WORK ITEM:
Which of the lines below include "iter"? Each one should be copied out.

(Collected data)
________________________

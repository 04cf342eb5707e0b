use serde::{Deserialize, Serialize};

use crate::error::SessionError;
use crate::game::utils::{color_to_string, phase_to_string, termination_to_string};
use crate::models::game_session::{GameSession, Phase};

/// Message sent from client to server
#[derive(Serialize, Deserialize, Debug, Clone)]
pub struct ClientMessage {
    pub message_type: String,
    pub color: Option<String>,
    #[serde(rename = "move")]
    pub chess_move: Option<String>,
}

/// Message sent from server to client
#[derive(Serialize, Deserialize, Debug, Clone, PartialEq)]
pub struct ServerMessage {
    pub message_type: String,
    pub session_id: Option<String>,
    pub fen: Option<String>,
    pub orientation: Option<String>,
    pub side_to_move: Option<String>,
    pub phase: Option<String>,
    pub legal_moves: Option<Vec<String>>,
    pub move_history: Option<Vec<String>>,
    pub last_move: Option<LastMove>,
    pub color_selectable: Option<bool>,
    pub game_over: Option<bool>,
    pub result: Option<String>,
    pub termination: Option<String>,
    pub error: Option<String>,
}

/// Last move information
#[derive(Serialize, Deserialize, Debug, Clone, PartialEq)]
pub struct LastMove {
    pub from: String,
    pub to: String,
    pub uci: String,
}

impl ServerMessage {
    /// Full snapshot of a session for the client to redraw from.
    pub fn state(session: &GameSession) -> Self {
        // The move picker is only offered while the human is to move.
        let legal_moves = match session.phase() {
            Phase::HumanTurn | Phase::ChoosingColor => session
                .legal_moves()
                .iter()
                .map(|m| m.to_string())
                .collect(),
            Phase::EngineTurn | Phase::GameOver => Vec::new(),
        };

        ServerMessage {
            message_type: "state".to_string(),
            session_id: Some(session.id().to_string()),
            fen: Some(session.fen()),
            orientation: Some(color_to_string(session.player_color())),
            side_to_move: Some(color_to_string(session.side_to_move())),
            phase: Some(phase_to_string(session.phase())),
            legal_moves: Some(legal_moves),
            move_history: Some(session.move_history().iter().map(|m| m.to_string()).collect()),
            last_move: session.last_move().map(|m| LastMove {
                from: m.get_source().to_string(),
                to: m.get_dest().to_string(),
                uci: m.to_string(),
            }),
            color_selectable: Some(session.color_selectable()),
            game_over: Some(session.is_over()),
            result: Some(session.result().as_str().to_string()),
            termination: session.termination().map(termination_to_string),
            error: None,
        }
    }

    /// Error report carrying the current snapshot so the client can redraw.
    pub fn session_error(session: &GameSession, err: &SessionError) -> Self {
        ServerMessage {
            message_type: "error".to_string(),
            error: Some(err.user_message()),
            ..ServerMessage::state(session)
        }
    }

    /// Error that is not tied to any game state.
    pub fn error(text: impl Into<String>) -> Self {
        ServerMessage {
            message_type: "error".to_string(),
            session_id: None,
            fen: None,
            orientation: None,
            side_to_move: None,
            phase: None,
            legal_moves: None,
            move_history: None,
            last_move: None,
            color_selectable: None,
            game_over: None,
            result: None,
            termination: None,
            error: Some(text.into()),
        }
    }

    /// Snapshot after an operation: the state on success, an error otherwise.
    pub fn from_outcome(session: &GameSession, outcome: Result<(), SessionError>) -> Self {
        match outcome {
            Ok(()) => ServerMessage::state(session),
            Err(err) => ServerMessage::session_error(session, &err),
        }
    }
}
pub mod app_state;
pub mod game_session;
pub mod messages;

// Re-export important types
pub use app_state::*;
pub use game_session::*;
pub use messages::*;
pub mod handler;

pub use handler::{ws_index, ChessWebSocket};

________________________

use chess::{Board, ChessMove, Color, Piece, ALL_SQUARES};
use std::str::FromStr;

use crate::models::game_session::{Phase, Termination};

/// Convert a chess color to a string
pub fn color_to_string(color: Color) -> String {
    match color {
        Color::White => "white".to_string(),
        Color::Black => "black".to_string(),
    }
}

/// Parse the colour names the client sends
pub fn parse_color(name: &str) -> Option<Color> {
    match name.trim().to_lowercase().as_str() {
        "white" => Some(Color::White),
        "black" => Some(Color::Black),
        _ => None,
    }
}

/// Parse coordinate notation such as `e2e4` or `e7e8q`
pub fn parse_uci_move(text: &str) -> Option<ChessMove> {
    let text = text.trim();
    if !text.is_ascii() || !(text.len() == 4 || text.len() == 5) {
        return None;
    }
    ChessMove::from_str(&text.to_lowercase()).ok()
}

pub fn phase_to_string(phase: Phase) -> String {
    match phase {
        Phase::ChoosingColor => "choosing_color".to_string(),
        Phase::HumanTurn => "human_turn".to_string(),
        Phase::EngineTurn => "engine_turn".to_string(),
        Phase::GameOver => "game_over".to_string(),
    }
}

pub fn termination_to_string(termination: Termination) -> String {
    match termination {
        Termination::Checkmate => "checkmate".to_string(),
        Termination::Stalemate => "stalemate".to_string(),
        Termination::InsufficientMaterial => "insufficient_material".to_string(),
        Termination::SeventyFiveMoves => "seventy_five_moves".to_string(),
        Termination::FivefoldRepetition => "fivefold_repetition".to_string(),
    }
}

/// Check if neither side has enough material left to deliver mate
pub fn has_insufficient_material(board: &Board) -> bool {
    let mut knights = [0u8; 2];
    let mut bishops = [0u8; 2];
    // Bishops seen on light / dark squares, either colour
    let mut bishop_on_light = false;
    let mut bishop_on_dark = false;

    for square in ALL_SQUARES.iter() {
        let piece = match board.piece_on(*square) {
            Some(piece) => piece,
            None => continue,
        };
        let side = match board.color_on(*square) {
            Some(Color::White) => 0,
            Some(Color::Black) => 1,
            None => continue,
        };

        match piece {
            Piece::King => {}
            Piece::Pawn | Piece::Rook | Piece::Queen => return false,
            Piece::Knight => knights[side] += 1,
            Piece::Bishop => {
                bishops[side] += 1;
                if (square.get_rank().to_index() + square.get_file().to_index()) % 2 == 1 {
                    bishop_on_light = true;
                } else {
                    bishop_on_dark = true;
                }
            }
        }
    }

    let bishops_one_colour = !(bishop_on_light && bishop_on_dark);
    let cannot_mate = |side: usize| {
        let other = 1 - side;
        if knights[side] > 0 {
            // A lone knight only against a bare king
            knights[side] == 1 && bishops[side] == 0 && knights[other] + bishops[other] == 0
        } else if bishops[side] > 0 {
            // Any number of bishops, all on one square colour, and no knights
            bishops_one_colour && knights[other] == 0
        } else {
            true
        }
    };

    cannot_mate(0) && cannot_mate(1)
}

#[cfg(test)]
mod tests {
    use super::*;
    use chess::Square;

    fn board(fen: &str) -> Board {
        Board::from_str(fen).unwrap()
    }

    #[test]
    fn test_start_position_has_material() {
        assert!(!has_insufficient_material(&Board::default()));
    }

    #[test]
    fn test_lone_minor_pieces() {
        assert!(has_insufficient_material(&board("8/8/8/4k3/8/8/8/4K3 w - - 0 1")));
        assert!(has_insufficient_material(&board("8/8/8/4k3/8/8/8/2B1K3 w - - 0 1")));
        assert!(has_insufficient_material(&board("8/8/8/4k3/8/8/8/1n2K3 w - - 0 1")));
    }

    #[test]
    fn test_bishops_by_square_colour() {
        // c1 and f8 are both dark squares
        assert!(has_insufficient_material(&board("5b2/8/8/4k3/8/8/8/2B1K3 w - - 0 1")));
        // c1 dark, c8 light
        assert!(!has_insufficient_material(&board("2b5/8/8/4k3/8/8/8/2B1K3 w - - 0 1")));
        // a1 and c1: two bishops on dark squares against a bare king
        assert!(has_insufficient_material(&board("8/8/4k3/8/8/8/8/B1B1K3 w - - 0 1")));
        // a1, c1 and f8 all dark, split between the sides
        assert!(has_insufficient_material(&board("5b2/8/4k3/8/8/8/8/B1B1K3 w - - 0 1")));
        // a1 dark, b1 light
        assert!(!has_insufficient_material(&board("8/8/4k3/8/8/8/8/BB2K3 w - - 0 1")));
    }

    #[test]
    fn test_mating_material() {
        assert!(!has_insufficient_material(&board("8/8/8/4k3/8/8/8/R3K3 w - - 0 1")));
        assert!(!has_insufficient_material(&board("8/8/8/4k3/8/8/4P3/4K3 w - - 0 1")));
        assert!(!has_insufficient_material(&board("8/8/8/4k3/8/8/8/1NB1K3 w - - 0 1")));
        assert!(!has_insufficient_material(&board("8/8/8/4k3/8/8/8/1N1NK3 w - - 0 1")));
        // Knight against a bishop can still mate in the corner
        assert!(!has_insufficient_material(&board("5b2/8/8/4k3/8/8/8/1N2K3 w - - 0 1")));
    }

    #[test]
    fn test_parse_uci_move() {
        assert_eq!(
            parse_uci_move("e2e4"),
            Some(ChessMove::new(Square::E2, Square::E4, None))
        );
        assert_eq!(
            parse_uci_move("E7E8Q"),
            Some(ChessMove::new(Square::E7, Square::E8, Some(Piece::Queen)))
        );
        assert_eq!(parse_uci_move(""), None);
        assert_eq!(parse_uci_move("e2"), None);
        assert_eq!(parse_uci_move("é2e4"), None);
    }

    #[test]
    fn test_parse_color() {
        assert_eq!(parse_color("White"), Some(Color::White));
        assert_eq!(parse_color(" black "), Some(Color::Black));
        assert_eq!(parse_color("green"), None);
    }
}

________________________

OUTPUT FOR THIS EXERCISE:
                .iter()
            move_history: Some(session.move_history().iter().map(|m| m.to_string()).collect()),
    for square in ALL_SQUARES.iter() {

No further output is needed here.